With both ends included, repeat exactly the lines of the entries below from the one containing "of the second interval" down to the one containing "one endpoint pairing", and no others.

INPUT RECORDS:
BEGIN

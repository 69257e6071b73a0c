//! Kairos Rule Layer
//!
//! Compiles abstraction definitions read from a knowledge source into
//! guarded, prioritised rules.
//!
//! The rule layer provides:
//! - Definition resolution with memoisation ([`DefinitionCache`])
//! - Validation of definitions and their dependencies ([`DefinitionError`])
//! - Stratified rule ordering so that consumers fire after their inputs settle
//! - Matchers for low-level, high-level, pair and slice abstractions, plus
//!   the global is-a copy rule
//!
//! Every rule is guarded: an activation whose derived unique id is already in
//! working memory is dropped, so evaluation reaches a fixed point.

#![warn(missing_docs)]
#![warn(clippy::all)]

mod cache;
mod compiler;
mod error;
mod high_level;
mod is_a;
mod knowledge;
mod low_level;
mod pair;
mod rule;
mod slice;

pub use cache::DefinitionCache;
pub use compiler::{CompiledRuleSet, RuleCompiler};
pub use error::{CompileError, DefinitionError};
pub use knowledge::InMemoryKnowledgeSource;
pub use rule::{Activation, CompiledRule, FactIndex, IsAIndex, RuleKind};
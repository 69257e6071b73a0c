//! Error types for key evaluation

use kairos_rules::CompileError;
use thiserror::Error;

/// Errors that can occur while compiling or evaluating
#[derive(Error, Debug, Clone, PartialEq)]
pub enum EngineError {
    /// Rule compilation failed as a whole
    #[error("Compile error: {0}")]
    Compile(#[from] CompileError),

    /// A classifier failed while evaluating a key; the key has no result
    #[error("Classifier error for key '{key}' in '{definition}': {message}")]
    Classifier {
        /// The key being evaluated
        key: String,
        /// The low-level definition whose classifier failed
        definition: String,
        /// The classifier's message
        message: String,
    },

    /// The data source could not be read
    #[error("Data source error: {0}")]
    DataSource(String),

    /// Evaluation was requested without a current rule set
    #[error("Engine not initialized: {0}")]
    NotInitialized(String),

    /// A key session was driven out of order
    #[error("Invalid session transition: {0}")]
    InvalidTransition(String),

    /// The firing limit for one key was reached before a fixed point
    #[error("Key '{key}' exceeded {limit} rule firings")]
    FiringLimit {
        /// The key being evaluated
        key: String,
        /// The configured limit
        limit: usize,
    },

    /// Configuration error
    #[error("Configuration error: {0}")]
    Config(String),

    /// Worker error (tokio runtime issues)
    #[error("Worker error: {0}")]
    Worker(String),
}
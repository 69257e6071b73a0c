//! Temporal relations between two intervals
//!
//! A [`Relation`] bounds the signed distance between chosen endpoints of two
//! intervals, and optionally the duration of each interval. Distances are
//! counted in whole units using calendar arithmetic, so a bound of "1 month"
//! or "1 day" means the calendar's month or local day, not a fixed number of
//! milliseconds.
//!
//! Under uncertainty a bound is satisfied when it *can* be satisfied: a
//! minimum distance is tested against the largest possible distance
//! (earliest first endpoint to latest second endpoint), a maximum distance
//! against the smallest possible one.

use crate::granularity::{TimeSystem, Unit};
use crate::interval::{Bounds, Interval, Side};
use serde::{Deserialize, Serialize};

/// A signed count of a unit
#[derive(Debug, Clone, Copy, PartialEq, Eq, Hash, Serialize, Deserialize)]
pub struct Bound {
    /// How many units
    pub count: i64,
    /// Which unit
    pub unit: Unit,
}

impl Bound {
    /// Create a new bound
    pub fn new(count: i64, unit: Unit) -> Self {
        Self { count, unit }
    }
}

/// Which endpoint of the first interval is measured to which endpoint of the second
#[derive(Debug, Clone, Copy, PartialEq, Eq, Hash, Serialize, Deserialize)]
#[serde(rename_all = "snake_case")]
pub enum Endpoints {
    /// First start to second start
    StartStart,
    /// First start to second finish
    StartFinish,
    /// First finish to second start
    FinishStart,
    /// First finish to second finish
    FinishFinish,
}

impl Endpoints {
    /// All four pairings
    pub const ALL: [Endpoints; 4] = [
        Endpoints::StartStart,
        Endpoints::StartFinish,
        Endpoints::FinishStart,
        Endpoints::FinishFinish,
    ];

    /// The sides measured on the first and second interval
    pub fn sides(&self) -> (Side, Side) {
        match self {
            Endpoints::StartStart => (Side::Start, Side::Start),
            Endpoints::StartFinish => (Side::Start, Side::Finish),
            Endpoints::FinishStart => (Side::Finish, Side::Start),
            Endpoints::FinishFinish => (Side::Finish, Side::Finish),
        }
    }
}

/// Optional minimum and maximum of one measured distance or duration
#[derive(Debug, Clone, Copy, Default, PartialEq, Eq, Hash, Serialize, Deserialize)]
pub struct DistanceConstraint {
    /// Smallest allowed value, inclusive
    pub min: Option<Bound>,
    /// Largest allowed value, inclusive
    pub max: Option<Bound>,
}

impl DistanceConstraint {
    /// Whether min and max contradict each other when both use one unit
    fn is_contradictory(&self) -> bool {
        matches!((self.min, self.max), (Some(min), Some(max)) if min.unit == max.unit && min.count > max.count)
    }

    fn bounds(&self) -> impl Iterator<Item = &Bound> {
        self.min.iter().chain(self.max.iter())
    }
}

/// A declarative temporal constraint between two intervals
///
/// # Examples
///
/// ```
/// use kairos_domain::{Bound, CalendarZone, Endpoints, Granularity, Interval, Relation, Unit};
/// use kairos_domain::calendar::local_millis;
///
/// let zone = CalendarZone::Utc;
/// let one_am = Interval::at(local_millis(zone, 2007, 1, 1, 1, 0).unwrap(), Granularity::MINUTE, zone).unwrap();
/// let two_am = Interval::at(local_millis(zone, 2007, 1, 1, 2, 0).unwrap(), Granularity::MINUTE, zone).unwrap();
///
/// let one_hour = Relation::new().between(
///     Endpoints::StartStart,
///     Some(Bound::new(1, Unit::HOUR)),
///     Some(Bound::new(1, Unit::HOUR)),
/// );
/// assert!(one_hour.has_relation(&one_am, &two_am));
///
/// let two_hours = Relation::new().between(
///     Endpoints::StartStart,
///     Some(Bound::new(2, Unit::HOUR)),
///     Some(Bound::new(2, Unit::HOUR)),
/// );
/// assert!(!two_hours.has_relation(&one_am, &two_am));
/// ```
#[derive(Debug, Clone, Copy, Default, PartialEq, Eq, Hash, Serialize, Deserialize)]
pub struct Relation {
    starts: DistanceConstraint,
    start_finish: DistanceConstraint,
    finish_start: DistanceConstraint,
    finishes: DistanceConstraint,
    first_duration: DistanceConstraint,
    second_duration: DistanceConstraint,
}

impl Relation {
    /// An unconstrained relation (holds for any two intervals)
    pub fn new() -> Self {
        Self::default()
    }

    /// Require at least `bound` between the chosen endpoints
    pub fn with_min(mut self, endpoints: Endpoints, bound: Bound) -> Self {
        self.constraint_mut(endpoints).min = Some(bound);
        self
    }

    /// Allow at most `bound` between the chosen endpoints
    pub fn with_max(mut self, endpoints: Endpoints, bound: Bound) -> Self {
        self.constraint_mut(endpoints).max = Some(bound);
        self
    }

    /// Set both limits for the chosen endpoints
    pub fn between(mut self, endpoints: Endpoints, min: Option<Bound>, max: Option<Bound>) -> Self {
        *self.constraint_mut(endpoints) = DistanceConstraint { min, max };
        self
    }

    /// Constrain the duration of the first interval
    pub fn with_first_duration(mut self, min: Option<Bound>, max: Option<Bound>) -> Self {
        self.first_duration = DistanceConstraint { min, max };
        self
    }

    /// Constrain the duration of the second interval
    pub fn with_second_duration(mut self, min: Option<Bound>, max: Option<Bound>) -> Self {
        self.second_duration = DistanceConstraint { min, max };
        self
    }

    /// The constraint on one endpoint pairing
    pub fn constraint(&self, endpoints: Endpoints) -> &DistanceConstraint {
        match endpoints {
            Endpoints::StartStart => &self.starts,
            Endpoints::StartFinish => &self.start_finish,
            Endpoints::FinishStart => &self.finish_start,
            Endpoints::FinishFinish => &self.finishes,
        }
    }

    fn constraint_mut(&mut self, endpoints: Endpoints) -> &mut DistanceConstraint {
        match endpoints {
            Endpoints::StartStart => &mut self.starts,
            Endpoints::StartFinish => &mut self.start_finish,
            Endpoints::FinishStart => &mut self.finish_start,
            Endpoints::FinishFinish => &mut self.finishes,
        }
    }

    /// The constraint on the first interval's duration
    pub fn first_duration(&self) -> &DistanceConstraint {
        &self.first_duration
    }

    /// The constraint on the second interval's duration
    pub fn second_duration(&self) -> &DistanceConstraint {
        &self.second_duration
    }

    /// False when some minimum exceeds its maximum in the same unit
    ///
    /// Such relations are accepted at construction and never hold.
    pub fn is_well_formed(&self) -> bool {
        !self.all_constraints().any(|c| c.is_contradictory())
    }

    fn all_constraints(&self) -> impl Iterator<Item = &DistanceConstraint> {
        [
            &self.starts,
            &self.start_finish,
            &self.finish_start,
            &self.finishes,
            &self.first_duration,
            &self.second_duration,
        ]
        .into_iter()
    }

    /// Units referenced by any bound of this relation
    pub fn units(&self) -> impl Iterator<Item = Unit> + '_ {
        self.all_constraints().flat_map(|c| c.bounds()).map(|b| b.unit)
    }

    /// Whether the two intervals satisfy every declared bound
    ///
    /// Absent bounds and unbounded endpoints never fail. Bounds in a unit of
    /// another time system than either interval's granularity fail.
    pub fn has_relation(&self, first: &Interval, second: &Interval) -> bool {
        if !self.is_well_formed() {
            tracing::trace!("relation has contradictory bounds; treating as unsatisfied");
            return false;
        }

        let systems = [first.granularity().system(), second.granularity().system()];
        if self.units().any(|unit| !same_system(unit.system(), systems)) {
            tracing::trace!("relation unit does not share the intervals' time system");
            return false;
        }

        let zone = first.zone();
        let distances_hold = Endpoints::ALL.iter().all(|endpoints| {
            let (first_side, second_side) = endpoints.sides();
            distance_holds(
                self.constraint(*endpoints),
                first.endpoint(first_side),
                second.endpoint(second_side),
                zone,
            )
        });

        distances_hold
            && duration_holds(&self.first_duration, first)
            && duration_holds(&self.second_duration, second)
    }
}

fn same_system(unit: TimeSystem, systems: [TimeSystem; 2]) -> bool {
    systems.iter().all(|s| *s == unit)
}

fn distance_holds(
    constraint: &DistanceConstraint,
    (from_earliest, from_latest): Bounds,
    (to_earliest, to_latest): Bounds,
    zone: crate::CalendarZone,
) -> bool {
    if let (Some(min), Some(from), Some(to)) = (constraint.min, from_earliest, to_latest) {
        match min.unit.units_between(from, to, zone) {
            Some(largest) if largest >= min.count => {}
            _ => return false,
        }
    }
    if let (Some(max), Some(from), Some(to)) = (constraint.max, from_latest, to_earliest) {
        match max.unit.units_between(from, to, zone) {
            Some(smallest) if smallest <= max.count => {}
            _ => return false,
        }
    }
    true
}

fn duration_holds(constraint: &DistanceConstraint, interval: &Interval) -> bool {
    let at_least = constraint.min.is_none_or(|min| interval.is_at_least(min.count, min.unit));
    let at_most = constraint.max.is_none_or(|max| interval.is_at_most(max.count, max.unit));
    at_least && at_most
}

END

REPLY:
    /// Constrain the duration of the second interval
    pub fn with_second_duration(mut self, min: Option<Bound>, max: Option<Bound>) -> Self {
        self.second_duration = DistanceConstraint { min, max };
        self
    }

    /// The constraint on one endpoint pairing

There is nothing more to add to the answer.